**Problem description**
Please report each line of the data below that contains "loops".

START Working data

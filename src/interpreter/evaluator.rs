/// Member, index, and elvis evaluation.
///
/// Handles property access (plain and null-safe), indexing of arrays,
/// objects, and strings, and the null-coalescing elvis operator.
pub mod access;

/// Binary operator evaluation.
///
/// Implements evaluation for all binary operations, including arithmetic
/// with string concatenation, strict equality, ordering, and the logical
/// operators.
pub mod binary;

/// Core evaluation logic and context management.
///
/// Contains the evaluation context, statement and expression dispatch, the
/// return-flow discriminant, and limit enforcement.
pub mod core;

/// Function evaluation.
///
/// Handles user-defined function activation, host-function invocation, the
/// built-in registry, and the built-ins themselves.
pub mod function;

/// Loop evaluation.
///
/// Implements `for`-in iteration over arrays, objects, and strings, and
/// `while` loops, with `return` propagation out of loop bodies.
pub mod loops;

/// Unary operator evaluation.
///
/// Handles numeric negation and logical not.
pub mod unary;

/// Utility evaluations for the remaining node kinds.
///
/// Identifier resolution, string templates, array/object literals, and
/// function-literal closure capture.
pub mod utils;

END Working data

**Solution to the exercise**
/// `while` loops, with `return` propagation out of loop bodies.
pub mod loops;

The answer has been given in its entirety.